Stored data
☆ ☆ ☆ ☆
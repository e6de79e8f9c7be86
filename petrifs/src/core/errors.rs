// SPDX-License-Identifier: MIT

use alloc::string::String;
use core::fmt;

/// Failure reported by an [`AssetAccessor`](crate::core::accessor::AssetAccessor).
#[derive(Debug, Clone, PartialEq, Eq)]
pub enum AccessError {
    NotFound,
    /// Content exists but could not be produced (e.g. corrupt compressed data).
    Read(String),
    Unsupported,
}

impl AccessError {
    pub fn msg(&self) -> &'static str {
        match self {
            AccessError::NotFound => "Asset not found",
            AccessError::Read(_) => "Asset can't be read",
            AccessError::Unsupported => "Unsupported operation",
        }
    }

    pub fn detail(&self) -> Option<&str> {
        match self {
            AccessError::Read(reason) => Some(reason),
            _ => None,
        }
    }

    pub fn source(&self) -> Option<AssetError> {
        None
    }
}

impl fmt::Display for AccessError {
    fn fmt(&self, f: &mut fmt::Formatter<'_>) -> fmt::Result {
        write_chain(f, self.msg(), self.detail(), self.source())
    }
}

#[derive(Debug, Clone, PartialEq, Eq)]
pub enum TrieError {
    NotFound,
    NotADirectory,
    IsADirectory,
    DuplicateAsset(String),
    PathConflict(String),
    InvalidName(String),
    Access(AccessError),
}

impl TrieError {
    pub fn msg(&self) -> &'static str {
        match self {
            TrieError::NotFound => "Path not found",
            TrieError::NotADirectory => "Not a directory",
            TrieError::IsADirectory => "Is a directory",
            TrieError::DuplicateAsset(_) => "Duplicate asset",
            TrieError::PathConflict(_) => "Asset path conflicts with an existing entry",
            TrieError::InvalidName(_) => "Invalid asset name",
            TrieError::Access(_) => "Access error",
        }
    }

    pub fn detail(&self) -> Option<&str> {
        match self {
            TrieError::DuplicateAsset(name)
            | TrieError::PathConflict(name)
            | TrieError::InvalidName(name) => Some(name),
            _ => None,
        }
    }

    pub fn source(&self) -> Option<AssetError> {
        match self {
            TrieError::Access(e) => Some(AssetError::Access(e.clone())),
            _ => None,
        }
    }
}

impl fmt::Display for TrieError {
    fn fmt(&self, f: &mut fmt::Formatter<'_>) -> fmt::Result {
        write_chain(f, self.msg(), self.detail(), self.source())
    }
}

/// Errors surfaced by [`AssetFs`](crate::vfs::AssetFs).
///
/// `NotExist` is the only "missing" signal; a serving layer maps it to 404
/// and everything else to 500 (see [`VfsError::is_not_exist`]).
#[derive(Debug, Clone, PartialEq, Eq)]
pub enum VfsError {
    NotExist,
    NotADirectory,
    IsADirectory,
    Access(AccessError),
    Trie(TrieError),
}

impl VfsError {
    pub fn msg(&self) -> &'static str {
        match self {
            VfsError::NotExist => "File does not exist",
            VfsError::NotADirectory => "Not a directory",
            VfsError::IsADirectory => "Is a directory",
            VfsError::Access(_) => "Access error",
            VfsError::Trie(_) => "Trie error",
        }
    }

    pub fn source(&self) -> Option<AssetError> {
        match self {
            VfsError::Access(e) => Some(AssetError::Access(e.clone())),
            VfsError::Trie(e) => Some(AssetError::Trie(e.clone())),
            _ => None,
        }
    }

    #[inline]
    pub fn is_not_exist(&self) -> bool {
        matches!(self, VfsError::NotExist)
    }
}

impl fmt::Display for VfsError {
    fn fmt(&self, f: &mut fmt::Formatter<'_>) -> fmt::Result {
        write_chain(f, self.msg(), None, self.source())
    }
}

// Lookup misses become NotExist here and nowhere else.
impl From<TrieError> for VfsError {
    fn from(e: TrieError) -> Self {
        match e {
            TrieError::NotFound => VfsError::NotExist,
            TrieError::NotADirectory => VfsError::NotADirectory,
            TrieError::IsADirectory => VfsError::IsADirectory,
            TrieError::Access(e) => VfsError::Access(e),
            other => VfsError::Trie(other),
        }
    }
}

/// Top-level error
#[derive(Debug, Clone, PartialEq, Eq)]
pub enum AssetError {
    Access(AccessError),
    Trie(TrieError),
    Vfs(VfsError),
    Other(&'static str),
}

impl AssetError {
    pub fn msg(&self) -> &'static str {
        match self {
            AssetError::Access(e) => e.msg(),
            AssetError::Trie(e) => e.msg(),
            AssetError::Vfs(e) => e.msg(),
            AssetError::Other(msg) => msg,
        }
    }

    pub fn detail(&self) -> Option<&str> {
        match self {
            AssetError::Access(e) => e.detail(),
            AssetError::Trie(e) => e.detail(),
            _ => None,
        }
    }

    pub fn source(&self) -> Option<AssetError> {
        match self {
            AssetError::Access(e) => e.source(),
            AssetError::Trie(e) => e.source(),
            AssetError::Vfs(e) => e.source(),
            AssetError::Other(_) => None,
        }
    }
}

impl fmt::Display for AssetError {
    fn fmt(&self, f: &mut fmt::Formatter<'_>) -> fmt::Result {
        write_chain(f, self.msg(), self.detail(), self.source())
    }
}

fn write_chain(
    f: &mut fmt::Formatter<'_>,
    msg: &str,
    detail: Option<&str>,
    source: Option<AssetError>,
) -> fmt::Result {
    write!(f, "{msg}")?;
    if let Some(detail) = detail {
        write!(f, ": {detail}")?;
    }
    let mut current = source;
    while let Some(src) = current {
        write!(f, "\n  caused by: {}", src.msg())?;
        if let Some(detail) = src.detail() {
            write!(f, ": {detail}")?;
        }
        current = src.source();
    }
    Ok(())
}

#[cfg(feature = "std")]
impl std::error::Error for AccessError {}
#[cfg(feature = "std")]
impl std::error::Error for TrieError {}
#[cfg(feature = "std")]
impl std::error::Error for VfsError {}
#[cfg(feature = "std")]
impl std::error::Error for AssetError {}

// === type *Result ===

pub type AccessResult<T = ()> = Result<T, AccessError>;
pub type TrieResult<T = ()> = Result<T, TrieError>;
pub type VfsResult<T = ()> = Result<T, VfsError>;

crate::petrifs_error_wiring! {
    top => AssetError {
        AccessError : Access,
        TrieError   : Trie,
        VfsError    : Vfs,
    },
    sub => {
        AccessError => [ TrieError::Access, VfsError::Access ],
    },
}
☆ ☆ ☆ ☆
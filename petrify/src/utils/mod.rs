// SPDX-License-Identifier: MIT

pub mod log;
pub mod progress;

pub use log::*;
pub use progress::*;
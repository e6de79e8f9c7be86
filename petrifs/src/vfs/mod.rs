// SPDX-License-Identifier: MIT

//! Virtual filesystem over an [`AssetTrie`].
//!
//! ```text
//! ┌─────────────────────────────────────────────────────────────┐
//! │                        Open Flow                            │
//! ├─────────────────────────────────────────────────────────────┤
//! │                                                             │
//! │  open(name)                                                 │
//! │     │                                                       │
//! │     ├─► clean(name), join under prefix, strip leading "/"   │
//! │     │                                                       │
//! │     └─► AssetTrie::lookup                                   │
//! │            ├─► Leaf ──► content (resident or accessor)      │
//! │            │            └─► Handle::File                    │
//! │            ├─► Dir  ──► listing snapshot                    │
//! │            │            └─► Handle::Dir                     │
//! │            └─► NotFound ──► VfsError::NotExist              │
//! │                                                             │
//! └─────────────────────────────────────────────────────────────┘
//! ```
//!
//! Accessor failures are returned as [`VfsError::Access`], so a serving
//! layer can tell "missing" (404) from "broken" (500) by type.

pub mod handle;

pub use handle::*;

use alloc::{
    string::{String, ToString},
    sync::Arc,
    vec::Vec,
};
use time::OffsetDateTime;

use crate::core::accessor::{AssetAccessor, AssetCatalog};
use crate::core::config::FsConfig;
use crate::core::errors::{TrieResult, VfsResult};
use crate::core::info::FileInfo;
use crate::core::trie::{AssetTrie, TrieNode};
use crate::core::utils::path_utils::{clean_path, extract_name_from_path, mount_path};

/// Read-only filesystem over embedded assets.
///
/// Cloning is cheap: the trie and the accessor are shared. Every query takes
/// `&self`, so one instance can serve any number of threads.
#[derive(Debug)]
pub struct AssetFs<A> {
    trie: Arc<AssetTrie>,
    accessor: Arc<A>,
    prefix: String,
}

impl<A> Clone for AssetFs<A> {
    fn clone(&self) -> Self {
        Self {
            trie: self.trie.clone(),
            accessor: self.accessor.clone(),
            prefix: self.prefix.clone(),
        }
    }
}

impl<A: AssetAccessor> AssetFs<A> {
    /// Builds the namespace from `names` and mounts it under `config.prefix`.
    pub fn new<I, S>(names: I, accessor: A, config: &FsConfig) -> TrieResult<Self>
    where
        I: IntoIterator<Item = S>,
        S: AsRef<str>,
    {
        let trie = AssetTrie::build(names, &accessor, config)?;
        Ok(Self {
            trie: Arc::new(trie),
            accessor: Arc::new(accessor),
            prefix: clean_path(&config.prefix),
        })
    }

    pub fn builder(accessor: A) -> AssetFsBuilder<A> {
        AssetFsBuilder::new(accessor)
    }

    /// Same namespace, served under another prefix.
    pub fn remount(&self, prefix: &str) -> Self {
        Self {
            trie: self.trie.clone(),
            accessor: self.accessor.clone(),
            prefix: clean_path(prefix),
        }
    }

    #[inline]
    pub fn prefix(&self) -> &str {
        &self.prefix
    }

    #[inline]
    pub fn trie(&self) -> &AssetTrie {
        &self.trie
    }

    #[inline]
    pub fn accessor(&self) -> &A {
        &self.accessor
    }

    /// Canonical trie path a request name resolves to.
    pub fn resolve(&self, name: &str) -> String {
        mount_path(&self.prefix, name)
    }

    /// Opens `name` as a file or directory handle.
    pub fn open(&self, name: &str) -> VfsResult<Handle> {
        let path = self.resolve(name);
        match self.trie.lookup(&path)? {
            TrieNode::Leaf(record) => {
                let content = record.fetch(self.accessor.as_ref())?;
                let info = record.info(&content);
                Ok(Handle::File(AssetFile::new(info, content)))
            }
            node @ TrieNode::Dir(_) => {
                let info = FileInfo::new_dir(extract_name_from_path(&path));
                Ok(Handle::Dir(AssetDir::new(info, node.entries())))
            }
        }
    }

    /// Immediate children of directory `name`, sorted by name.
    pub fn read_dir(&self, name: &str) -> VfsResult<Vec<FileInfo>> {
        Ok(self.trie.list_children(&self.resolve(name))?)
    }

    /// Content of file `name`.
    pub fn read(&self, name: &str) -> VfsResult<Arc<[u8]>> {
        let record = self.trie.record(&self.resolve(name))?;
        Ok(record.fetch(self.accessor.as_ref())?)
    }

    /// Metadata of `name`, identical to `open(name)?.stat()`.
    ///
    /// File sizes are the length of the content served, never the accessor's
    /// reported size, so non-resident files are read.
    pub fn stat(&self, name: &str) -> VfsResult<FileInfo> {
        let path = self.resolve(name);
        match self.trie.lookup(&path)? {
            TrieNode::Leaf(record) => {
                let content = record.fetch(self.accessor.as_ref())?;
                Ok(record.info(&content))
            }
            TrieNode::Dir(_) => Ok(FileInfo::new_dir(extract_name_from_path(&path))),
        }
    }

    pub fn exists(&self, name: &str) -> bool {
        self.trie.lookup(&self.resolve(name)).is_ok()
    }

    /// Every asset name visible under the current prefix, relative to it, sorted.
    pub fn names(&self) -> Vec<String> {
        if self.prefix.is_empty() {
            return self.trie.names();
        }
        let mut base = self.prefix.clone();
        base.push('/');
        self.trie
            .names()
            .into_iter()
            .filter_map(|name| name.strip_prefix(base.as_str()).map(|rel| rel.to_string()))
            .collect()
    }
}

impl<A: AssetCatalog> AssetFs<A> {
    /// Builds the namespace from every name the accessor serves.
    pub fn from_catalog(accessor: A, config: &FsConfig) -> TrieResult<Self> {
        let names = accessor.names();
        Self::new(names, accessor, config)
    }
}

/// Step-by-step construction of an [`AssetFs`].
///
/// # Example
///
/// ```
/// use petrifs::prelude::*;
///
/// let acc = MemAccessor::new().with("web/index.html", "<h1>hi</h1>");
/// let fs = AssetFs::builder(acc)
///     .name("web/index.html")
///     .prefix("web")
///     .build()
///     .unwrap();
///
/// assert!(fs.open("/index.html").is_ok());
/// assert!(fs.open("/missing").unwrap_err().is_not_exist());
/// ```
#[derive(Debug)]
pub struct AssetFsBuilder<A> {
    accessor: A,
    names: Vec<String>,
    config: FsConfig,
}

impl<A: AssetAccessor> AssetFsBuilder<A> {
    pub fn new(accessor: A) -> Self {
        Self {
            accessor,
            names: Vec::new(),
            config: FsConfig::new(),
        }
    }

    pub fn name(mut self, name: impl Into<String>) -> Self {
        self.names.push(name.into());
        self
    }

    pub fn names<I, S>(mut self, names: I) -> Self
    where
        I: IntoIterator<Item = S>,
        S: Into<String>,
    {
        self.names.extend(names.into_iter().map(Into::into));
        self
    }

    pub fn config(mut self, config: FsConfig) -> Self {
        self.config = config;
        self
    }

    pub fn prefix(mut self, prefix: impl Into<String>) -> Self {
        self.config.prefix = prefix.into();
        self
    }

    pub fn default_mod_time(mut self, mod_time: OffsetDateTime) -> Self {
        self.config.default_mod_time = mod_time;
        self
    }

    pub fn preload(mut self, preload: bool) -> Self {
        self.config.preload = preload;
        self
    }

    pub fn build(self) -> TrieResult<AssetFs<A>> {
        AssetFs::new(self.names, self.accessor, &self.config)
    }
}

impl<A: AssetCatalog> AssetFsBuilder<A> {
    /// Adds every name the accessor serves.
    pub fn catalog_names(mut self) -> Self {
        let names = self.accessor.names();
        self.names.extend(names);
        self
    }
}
☆ ☆ ☆ ☆
To do: For every line above that holds the word "serves", report the whole line.

Result:
    /// Builds the namespace from every name the accessor serves.
    /// Adds every name the accessor serves.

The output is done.